In this study we used the kink solutions of the nonlinear sine-Gordon equation to apply methods of mathematical modeling to investigate the dynamics of the transcription bubble in the pPF1 plasmid. Based on the calculated energy profile for the pPF1 plasmid and its modified versions, it was shown that the minimum potential energy of the kink formation or transcription bubble nucleation corresponds to the region between the genes of the Egfp and mCherry proteins. The insertion of homogeneous sequences into the region between Egfp and mCherry showed that the kink is more likely to be activated in polyT or polyC compared to polyA or polyG, which indicates the dependence of nucleation of the transcription bubble on the molecular weight of base pairs. For insertions into the region between Egfp and mCherry of small fragments of the native sequence of Escherichia coli, the model identifies the DNA strands with the highest probability of nucleation of the transcription bubble and, accordingly, determines the direction (towards the Egfp or mCherry gene) of transcription, indicating a link between the direction of transcription and the energy profile of the plasmid.

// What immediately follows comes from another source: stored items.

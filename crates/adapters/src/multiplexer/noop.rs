// SPDX-License-Identifier: BUSL-1.1
// Copyright (c) 2026 Alfred Jean LLC

//! No-op multiplexer adapter for minimal/headless deployments.

use super::{MultiplexerAdapter, MultiplexerError};
use async_trait::async_trait;
use std::path::Path;

#[derive(Clone, Copy, Debug, Default)]
pub struct NoOpMultiplexerAdapter;

impl NoOpMultiplexerAdapter {
    pub fn new() -> Self {
        Self
    }
}

#[async_trait]
impl MultiplexerAdapter for NoOpMultiplexerAdapter {
    async fn spawn(
        &self,
        _name: &str,
        _cwd: &Path,
        _cmd: &str,
        _env: &[(String, String)],
    ) -> Result<String, MultiplexerError> {
        Ok("noop".to_string())
    }

    async fn send(&self, _id: &str, _input: &str) -> Result<(), MultiplexerError> {
        Ok(())
    }

    async fn send_literal(&self, _id: &str, _text: &str) -> Result<(), MultiplexerError> {
        Ok(())
    }

    async fn send_enter(&self, _id: &str) -> Result<(), MultiplexerError> {
        Ok(())
    }

    async fn kill(&self, _id: &str) -> Result<(), MultiplexerError> {
        Ok(())
    }

    async fn is_alive(&self, _id: &str) -> Result<bool, MultiplexerError> {
        Ok(false)
    }

    async fn capture_output(&self, _id: &str, _lines: u32) -> Result<String, MultiplexerError> {
        Ok(String::new())
    }

    async fn is_process_running(
        &self,
        _id: &str,
        _pattern: &str,
    ) -> Result<bool, MultiplexerError> {
        Ok(false)
    }

    async fn get_pid(&self, _id: &str) -> Result<Option<u32>, MultiplexerError> {
        Ok(None)
    }

    async fn get_exit_code(&self, _id: &str) -> Result<Option<i32>, MultiplexerError> {
        Ok(None)
    }
}
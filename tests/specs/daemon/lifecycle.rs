//! Daemon lifecycle specs.
//!
//! Verify `ty daemon` start/stop/status lifecycle and stale-state recovery.

use crate::prelude::*;

#[test]
fn daemon_status_fails_when_not_running() {
    let ws = Workspace::empty();

    ws.ty().args(&["daemon", "status"]).passes().stdout_has("Daemon not running");
}

#[test]
fn daemon_start_reports_success() {
    let ws = Workspace::empty();

    ws.ty().args(&["daemon", "start"]).passes().stdout_has("Daemon started");
}

#[test]
fn daemon_status_shows_running_after_start() {
    let ws = Workspace::empty();
    ws.ty().args(&["daemon", "start"]).passes();
    ws.ty().args(&["daemon", "status"]).passes().stdout_has("Status: running");
}

#[test]
fn daemon_status_shows_uptime() {
    let ws = Workspace::empty();
    ws.ty().args(&["daemon", "start"]).passes();
    ws.ty().args(&["daemon", "status"]).passes().stdout_has("Uptime:");
}

#[test]
fn daemon_status_shows_queue_counts() {
    let ws = Workspace::empty();
    ws.ty().args(&["daemon", "start"]).passes();
    ws.ty().args(&["daemon", "status"]).passes().stdout_has("Queued:").stdout_has("Processing:").stdout_has(
        "Blocked:",
    );
}

#[test]
fn daemon_status_shows_version() {
    let ws = Workspace::empty();
    ws.ty().args(&["daemon", "start"]).passes();
    ws.ty().args(&["daemon", "status"]).passes().stdout_has("Version:");
}

#[test]
fn daemon_stop_reports_success() {
    let ws = Workspace::empty();
    ws.ty().args(&["daemon", "start"]).passes();
    ws.ty().args(&["daemon", "stop"]).passes().stdout_has("Daemon stopped");
}

#[test]
fn daemon_status_fails_after_stop() {
    let ws = Workspace::empty();
    ws.ty().args(&["daemon", "start"]).passes();
    ws.ty().args(&["daemon", "stop"]).passes();
    ws.ty().args(&["daemon", "status"]).passes().stdout_has("Daemon not running");
}

#[test]
fn daemon_restart_reports_success() {
    let ws = Workspace::empty();
    ws.ty().args(&["daemon", "start"]).passes();
    ws.ty().args(&["daemon", "restart"]).passes().stdout_has("Daemon restarted");
    ws.ty().args(&["daemon", "status"]).passes().stdout_has("Status: running");
}

#[test]
fn daemon_creates_version_file() {
    let ws = Workspace::empty();
    ws.ty().args(&["daemon", "start"]).passes();

    let version_file = ws.state_path().join("tyd.version");
    let has_version = wait_for(SPEC_WAIT_MAX_MS, || version_file.exists());

    assert!(has_version, "tyd.version file should exist");
}

#[test]
fn daemon_creates_lock_file() {
    let ws = Workspace::empty();
    ws.ty().args(&["daemon", "start"]).passes();

    let lock_file = ws.state_path().join("tyd.lock");
    let has_lock = wait_for(SPEC_WAIT_MAX_MS, || lock_file.exists());

    assert!(has_lock, "tyd.lock file should exist");
}

#[test]
fn daemon_creates_socket_file() {
    let ws = Workspace::empty();
    ws.ty().args(&["daemon", "start"]).passes();

    let socket_file = ws.state_path().join("tyd.sock");
    let has_socket = wait_for(SPEC_WAIT_MAX_MS, || socket_file.exists());

    assert!(has_socket, "daemon socket file should exist");
}

/// Running `tyd` directly when a daemon is already running must not disrupt it.
///
/// A failed startup used to delete the socket and lock files belonging to
/// the running daemon, making it unreachable.
#[test]
fn running_tyd_while_daemon_running_does_not_kill_it() {
    let ws = Workspace::empty();
    ws.ty().args(&["daemon", "start"]).passes();
    ws.ty().args(&["daemon", "status"]).passes().stdout_has("Status: running");

    let tyd = tyd_binary();
    let output = std::process::Command::new(&tyd).env("TY_STATE_DIR", ws.state_path()).output().expect("tyd should run");
    assert!(!output.status.success(), "tyd should fail when daemon is already running");

    ws.ty().args(&["daemon", "status"]).passes().stdout_has("Status: running");

    assert!(ws.state_path().join("tyd.sock").exists(), "socket file must survive failed tyd");
    assert!(ws.state_path().join("tyd.lock").exists(), "lock file must survive failed tyd");
}

/// Running `tyd` twice after the first daemon exits should work normally —
/// the lock file must be released when a daemon exits.
#[test]
fn tyd_starts_after_previous_daemon_stopped() {
    let ws = Workspace::empty();

    ws.ty().args(&["daemon", "start"]).passes();
    ws.ty().args(&["daemon", "stop"]).passes();

    ws.ty().args(&["daemon", "start"]).passes();
    ws.ty().args(&["daemon", "status"]).passes().stdout_has("Status: running");
}
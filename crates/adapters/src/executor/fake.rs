// SPDX-License-Identifier: BUSL-1.1
// Copyright (c) 2026 Alfred Jean LLC

//! Fake executor adapter for testing the Executor Supervisor without
//! spawning real agent CLIs.
#![cfg_attr(coverage_nightly, coverage(off))]

use super::{ExecutorAdapter, ExecutorError, ExecutorHandle, LaunchSpec};
use async_trait::async_trait;
use parking_lot::Mutex;
use std::collections::HashMap;
use std::sync::atomic::{AtomicU64, Ordering};
use std::sync::Arc;

#[derive(Debug, Clone)]
pub enum ExecutorCall {
    Execute(LaunchSpec),
    Resume(LaunchSpec),
    Kill(String),
    Suspend(String),
    ResumeProcess(String),
}

struct State {
    calls: Vec<ExecutorCall>,
    handles: HashMap<String, bool>, // window_id -> alive
    suspended: HashMap<String, bool>,
    available: bool,
    fail_next_execute: Option<String>,
}

/// Fake executor adapter. Every `execute`/`resume` succeeds unless
/// `fail_next_execute` has been set, recording every call for assertions.
#[derive(Clone)]
pub struct FakeExecutorAdapter {
    name: &'static str,
    inner: Arc<Mutex<State>>,
    next_id: Arc<AtomicU64>,
}

impl FakeExecutorAdapter {
    pub fn new(name: &'static str) -> Self {
        Self {
            name,
            inner: Arc::new(Mutex::new(State {
                calls: Vec::new(),
                handles: HashMap::new(),
                suspended: HashMap::new(),
                available: true,
                fail_next_execute: None,
            })),
            next_id: Arc::new(AtomicU64::new(0)),
        }
    }

    pub fn calls(&self) -> Vec<ExecutorCall> {
        self.inner.lock().calls.clone()
    }

    pub fn set_available(&self, available: bool) {
        self.inner.lock().available = available;
    }

    pub fn fail_next_execute(&self, reason: impl Into<String>) {
        self.inner.lock().fail_next_execute = Some(reason.into());
    }

    fn next_handle(&self) -> ExecutorHandle {
        let id = self.next_id.fetch_add(1, Ordering::Relaxed);
        let window_id = format!("fake-exec-{id}");
        self.inner.lock().handles.insert(window_id.clone(), true);
        ExecutorHandle { window_id, session_id: Some(format!("fake-session-{id}")) }
    }
}

#[async_trait]
impl ExecutorAdapter for FakeExecutorAdapter {
    fn name(&self) -> &'static str {
        self.name
    }

    async fn is_available(&self) -> bool {
        self.inner.lock().available
    }

    fn build_command(&self, spec: &LaunchSpec) -> String {
        format!("{} {}", self.name, spec.name)
    }

    async fn execute(&self, spec: LaunchSpec) -> Result<ExecutorHandle, ExecutorError> {
        {
            let mut inner = self.inner.lock();
            inner.calls.push(ExecutorCall::Execute(spec.clone()));
            if let Some(reason) = inner.fail_next_execute.take() {
                return Err(ExecutorError::SpawnFailed(reason));
            }
        }
        Ok(self.next_handle())
    }

    async fn resume(&self, spec: LaunchSpec) -> Result<ExecutorHandle, ExecutorError> {
        self.inner.lock().calls.push(ExecutorCall::Resume(spec.clone()));
        if spec.resume_session_id.is_none() {
            return Err(ExecutorError::SpawnFailed("resume requires a session id".into()));
        }
        Ok(self.next_handle())
    }

    async fn get_pid(&self, _handle: &ExecutorHandle) -> Option<u32> {
        Some(4242)
    }

    async fn kill(&self, handle: &ExecutorHandle) -> Result<(), ExecutorError> {
        let mut inner = self.inner.lock();
        inner.calls.push(ExecutorCall::Kill(handle.window_id.clone()));
        inner.handles.insert(handle.window_id.clone(), false);
        Ok(())
    }

    async fn suspend(&self, handle: &ExecutorHandle) -> Result<(), ExecutorError> {
        let mut inner = self.inner.lock();
        inner.calls.push(ExecutorCall::Suspend(handle.window_id.clone()));
        inner.suspended.insert(handle.window_id.clone(), true);
        Ok(())
    }

    async fn resume_process(&self, handle: &ExecutorHandle) -> Result<(), ExecutorError> {
        let mut inner = self.inner.lock();
        inner.calls.push(ExecutorCall::ResumeProcess(handle.window_id.clone()));
        inner.suspended.insert(handle.window_id.clone(), false);
        Ok(())
    }

    async fn is_suspended(&self, handle: &ExecutorHandle) -> bool {
        self.inner
            .lock()
            .suspended
            .get(&handle.window_id)
            .copied()
            .unwrap_or(false)
    }
}
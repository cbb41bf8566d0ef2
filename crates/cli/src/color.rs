// SPDX-License-Identifier: BUSL-1.1
// Copyright (c) 2026 Alfred Jean LLC

use clap::builder::styling::{Ansi256Color, Color, Style, Styles};
use std::io::IsTerminal;

pub mod codes {
    /// Section headers: pastel cyan / steel blue.
    pub const HEADER: u8 = 74;
    /// Commands and literals: light grey.
    pub const LITERAL: u8 = 250;
    /// Descriptions and context: medium grey.
    pub const CONTEXT: u8 = 245;
    /// Muted / secondary text: darker grey.
    pub const MUTED: u8 = 240;
}

/// Determine if color output should be enabled.
///
/// Priority: `NO_COLOR=1` disables → `COLOR=1` forces → TTY check.
pub fn should_colorize() -> bool {
    if std::env::var("NO_COLOR").is_ok_and(|v| v == "1") {
        return false;
    }
    if std::env::var("COLOR").is_ok_and(|v| v == "1") {
        return true;
    }
    std::io::stdout().is_terminal()
}

/// Build clap `Styles` using the project palette.
pub fn styles() -> Styles {
    if !should_colorize() {
        return Styles::plain();
    }
    Styles::styled()
        .usage(Style::new().fg_color(Some(Color::Ansi256(Ansi256Color(codes::HEADER)))))
        .header(Style::new().fg_color(Some(Color::Ansi256(Ansi256Color(codes::HEADER)))))
        .literal(Style::new().fg_color(Some(Color::Ansi256(Ansi256Color(codes::LITERAL)))))
        .placeholder(Style::new().fg_color(Some(Color::Ansi256(Ansi256Color(codes::CONTEXT)))))
}

fn fg256(code: u8) -> String {
    format!("\x1b[38;5;{code}m")
}

const RESET: &str = "\x1b[0m";

/// Format text with the header color (steel blue).
pub fn header(text: &str) -> String {
    if should_colorize() {
        format!("{}{}{}", fg256(codes::HEADER), text, RESET)
    } else {
        text.to_string()
    }
}

/// Format text with the context color (medium grey).
pub fn context(text: &str) -> String {
    if should_colorize() {
        format!("{}{}{}", fg256(codes::CONTEXT), text, RESET)
    } else {
        text.to_string()
    }
}

/// Format text with the muted color (darker grey).
pub fn muted(text: &str) -> String {
    if should_colorize() {
        format!("{}{}{}", fg256(codes::MUTED), text, RESET)
    } else {
        text.to_string()
    }
}

/// Apply green (ANSI 32) to text, respecting color settings.
pub fn green(text: &str) -> String {
    if !should_colorize() {
        return text.to_string();
    }
    format!("\x1b[32m{text}{RESET}")
}

/// Apply yellow (ANSI 33) to text, respecting color settings.
pub fn yellow(text: &str) -> String {
    if !should_colorize() {
        return text.to_string();
    }
    format!("\x1b[33m{text}{RESET}")
}

/// Colorize a task status string based on its place in the board's state
/// machine.
///
/// - Green: `done`, `processing` (making progress)
/// - Yellow: `queued`, `backlog`, `blocked` (waiting on something)
/// - Red: `failed`
/// - Default (no color): unrecognized statuses (e.g. `archived`)
pub fn status(text: &str) -> String {
    if !should_colorize() {
        return text.to_string();
    }
    let lower = text.trim_start().to_lowercase();
    let first_word = lower.split(|c: char| !c.is_alphabetic()).next().unwrap_or("");
    let code = match first_word {
        "done" | "processing" => "\x1b[32m",
        "queued" | "backlog" | "blocked" => "\x1b[33m",
        "failed" => "\x1b[31m",
        _ => return text.to_string(),
    };
    format!("{code}{text}{RESET}")
}

#[cfg(test)]
#[path = "color_tests.rs"]
mod tests;
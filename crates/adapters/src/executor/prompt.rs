// SPDX-License-Identifier: BUSL-1.1
// Copyright (c) 2026 Alfred Jean LLC

//! Shared interactive-prompt polling for executors whose CLIs show a
//! first-run TUI confirmation (permission bypass, workspace trust, login)
//! before they're ready to receive the task prompt.

use crate::multiplexer::MultiplexerAdapter;
use std::time::Duration;

/// One known prompt pattern and how to dismiss it.
pub struct PromptCheck<'a> {
    /// Substrings to look for in the captured pane output.
    pub detect: &'a [&'a str],
    /// If true, any one substring matching is enough; otherwise all must match.
    pub match_any: bool,
    /// Keystrokes to send when the prompt is detected. `None` means "detected
    /// but not auto-handled" (used for login prompts, which fail the spawn).
    pub response: Option<&'a str>,
}

#[derive(Debug, Clone, Copy, PartialEq, Eq)]
pub enum PromptResult {
    /// Prompt detected and responded to.
    Handled,
    /// Prompt detected but has no automated response.
    Detected,
    /// Never saw the prompt within the poll budget.
    NotSeen,
}

/// Poll a window's captured output up to `attempts` times, 200ms apart,
/// looking for `check`'s patterns.
pub async fn poll_for_prompt<M: MultiplexerAdapter>(
    mux: &M,
    window_id: &str,
    attempts: usize,
    check: &PromptCheck<'_>,
) -> Result<PromptResult, String> {
    for _ in 0..attempts {
        let output = mux
            .capture_output(window_id, 50)
            .await
            .map_err(|e| e.to_string())?;

        let matched = if check.match_any {
            check.detect.iter().any(|p| output.contains(p))
        } else {
            !check.detect.is_empty() && check.detect.iter().all(|p| output.contains(p))
        };

        if matched {
            if let Some(response) = check.response {
                mux.send_literal(window_id, response)
                    .await
                    .map_err(|e| e.to_string())?;
                mux.send_enter(window_id).await.map_err(|e| e.to_string())?;
                return Ok(PromptResult::Handled);
            }
            return Ok(PromptResult::Detected);
        }

        tokio::time::sleep(Duration::from_millis(200)).await;
    }
    Ok(PromptResult::NotSeen)
}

在这项研究中，我们使用非线性正弦-戈登方程的扭结解来应用数学建模方法来研究 pPF1 质粒中转录气泡的动力学。基于 pPF1 质粒及其修改版本的计算能量分布，表明扭结形成或转录气泡成核的最小势能对应于 Egfp 和 mCherry 蛋白基因之间的区域。将同源序列插入 Egfp 和 mCherry 之间的区域表明，与poly A 或poly C 相比，该扭结更有可能在poly T 或poly C 中被激活。G，表示转录泡的成核对碱基对分子量的依赖性。对于将大肠杆菌天然序列的小片段插入 Egfp 和 mCherry 之间的区域，该模型识别出转录气泡成核概率最高的 DNA 链，并相应地确定方向（朝向 Egfp 或 mCherry 基因) 的转录，表明转录方向和质粒的能量分布之间存在联系。